Depends on the dog and the horse. I have friends that INSIST on taking their two dogs on EVERY ride, and sometimes it's a pain. The dogs are good trail dogs and my horse could care less when they come crashing thru the underbrush right underneath her. However, when we road ride the dogs tend to saunter down the center of the road & the owner flags down traffic to accommodate them. They also are never leashed, even when we're camping somewhere that requires it. These folks are members of the same trail club that I am, so not riding with them is not really an option. I get a little tired of people that assume everyone loves their dogs (or kids) like they do.


----------



## GracielaGata (Jan 14, 2012)

Bellasmom said:


> Depends on the dog and the horse. I have friends that INSIST on taking their two dogs on EVERY ride, and sometimes it's a pain. The dogs are good trail dogs and my horse could care less when they come crashing thru the underbrush right underneath her. However, when we road ride the dogs tend to saunter down the center of the road & the owner flags down traffic to accommodate them. They also are never leashed, even when we're camping somewhere that requires it. These folks are members of the same trail club that I am, so not riding with them is not really an option. I get a little tired of people that assume everyone loves their dogs (or kids) like they do.

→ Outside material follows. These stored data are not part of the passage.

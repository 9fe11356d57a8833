use serde::{Deserialize, Serialize};

use crate::normalize::normalize_text;

/// A structured author as delivered by APIs that split given and family names.
#[derive(Debug, Clone, Default, PartialEq, Eq, Serialize, Deserialize)]
pub struct PersonName {
    pub given: String,
    pub family: String,
}

impl PersonName {
    pub fn new(given: impl Into<String>, family: impl Into<String>) -> Self {
        Self {
            given: given.into(),
            family: family.into(),
        }
    }

    /// "Given Family", trimmed when either half is missing.
    pub fn display_name(&self) -> String {
        format!("{} {}", self.given, self.family).trim().to_string()
    }
}

/// The author side of a match: a free-text list or a structured list.
///
/// Providers resolve their own payload shapes into one of these two forms so
/// the matcher never sees provider-specific JSON.
#[derive(Debug, Clone, Copy)]
pub enum AuthorCandidate<'a> {
    /// Comma-separated "Given Family, Given Family" text.
    Text(&'a str),
    Structured(&'a [PersonName]),
}

impl<'a> From<&'a str> for AuthorCandidate<'a> {
    fn from(s: &'a str) -> Self {
        AuthorCandidate::Text(s)
    }
}

impl<'a> From<&'a String> for AuthorCandidate<'a> {
    fn from(s: &'a String) -> Self {
        AuthorCandidate::Text(s.as_str())
    }
}

impl<'a> From<&'a [PersonName]> for AuthorCandidate<'a> {
    fn from(names: &'a [PersonName]) -> Self {
        AuthorCandidate::Structured(names)
    }
}

impl<'a> From<&'a Vec<PersonName>> for AuthorCandidate<'a> {
    fn from(names: &'a Vec<PersonName>) -> Self {
        AuthorCandidate::Structured(names.as_slice())
    }
}

impl AuthorCandidate<'_> {
    /// Flatten into "First Last" strings, one per author.
    fn names(&self) -> Vec<String> {
        match self {
            AuthorCandidate::Text(s) => s.split(',').map(|n| n.to_string()).collect(),
            AuthorCandidate::Structured(list) => list
                .iter()
                .map(|p| format!("{} {}", p.given, p.family))
                .collect(),
        }
    }
}

/// A normalized (first name, last name) pair.
///
/// The first whitespace token is the first name; all remaining tokens form the
/// last name, so multi-part surnames ("van der Berg") stay intact.
#[derive(Debug, Clone, PartialEq, Eq)]
pub struct AuthorName {
    pub first: String,
    pub last: String,
}

impl AuthorName {
    /// Parse and normalize a name. Returns `None` for fewer than two tokens.
    pub fn parse(name: &str) -> Option<Self> {
        let normalized = normalize_text(name);
        let parts: Vec<&str> = normalized.split_whitespace().collect();
        if parts.len() < 2 {
            return None;
        }
        Some(Self {
            first: parts[0].to_string(),
            last: parts[1..].join(" "),
        })
    }

    /// Whether `candidate` names the same person as `self` (the query).
    ///
    /// Last names must be equal. First names must be equal, or the candidate
    /// must carry only an initial ("m.") that agrees with the query's first
    /// letter. A partial given name such as "ma" is not accepted.
    pub fn matches(&self, candidate: &AuthorName) -> bool {
        if self.last != candidate.last {
            return false;
        }
        if self.first == candidate.first {
            return true;
        }
        is_initial_of(&candidate.first, &self.first)
    }
}

/// `token` is exactly "<letter>." and the letter is the first letter of `name`.
fn is_initial_of(token: &str, name: &str) -> bool {
    let mut chars = token.chars();
    match (chars.next(), chars.next(), chars.next()) {
        (Some(initial), Some('.'), None) => name.chars().next() == Some(initial),
        _ => false,
    }
}

/// Decide whether `query_name` appears among the candidate authors.
///
/// A query with fewer than two name tokens never matches; there is not enough
/// information to tell authors apart.
pub fn author_matches<'a>(query_name: &str, candidate: impl Into<AuthorCandidate<'a>>) -> bool {
    let Some(query) = AuthorName::parse(query_name) else {
        tracing::debug!(query = query_name, "author query has fewer than two name tokens");
        return false;
    };

    candidate
        .into()
        .names()
        .iter()
        .filter_map(|n| AuthorName::parse(n))
        .any(|c| query.matches(&c))
}

/// Case-insensitive equality of the whitespace-token sets of two names.
///
/// Used to pick an author profile on services that return several homonyms;
/// token order does not matter ("Doe Jane" equals "Jane Doe").
pub fn exact_author_match(query_name: &str, author_name: &str) -> bool {
    use std::collections::HashSet;
    let lower_q = query_name.to_lowercase();
    let lower_a = author_name.to_lowercase();
    let q: HashSet<&str> = lower_q.split_whitespace().collect();
    let a: HashSet<&str> = lower_a.split_whitespace().collect();
    !q.is_empty() && q == a
}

Yeah that way of being on the road would peeve me as well! Our dogs do not go at all if there is potential to meet other dogs. Too many factors i can't control. Just foot hiking we have come across several people who seemed to see fit to have their super dog aggressive dogs loose out on a trail, I guess they hoped no one was there and the toothy pooch needs his exercise too.


----------



## 6gun Kid (Feb 26, 2013)

I simplt cannot imagine riding without my dog


----------



## Bajacookiedough (May 1, 2014)

Atomicodyssey said:


> My dog absolutely loves coming out to the barn and is very good with horses (she gives them kisses). It's getting too hot now but I think she would love to come along on rides when it's cool again. Yay or nay?


I take my dogs on all my rides and they are good at staying close. We sometimes pick up neighbor dogs too for a little ways. But anyways I think it's great for your dogs to get exercise but it might be a struggle for older dogs so maybe a short ride for them. If its really hot there is usually water around somewhere that my dogs will find but if it is too hot you shouldn't go on a long hard ride anyways.  but yeah I think it's great to have dogs come along!
_Posted via Mobile Device_


----------



## Atomicodyssey (Apr 13, 2014)

I've been bringing her out to the barn lately just so she's calmer, she's sweet with the horses but has no regard as far as running up on them. She's starting to mellow out more and soon I hope to try her out on a short ride. It's cool enough in the evenings and there's a creek not too far away!


----------



## SueC (Feb 22, 2014)

This is our dog:










She is a young working dog and go, go, go all day, so would be insulted and protesting if I didn't take her riding. She sticks closer to me on a horse than on a mountain bike because of the "herding" thing. Once she worked out a horse can go fast, she started nagging us whenever we were just walking: Jumping up and down in front of us barking etc, "Please go faster!" I told my horse she was on L-plates and would need educating. We don't speed up until she behaves, and she's really settling. We used to have a borrowed dog along and my horse likes having a dog along as we ride solo most of the time. Also the dog spots the wildlife before the horse, so the horse is less inclined to have a spooking moment. We ride in isolated forest away from traffic, and on the rare occasions the dog bounds off after a kangaroo, I can call her back by this sound I make blowing into cupped hands. I don't know what that's called, but you can make really loud hoots that carry a long way like that, and you can change pitch and ululate and all sorts, and it brings the dog back really fast!


----------



## smrobs (Jul 30, 2008)

Sue, you mean something like this?
https://www.youtube.com/watch?v=wsDP2ZxZMu8


Have you tried a whistle like this? This is what we use and once you get the hang of it, you can hit any pitch from deep to piercing, it's super loud, and hands free:wink:.
WildWest Whistles Gifts for Owners of Herding and Working Dogs - Working Dog Whistles


----------



## SueC (Feb 22, 2014)

Yep, exactly like that, but with far more volume! The sound really carries. They don't say what it's called even on that clip!

Thanks for the whistle link. I think I'll pass because I love the hand-hooting thing. My horse expects me to call the dog when she isn't close by, and stands nicely for me to do it. Also the sound is loud and echoes far and wide but doesn't grate on the ears.

I love the photos of your dogs "in the drink" etc. So few dogs get to live like that now!  My dog is forever jumping into any farm dam or creek we pass, which has helped cure my horse of his initial dislike of water in any other form than his drinking trough. :rofl:


----------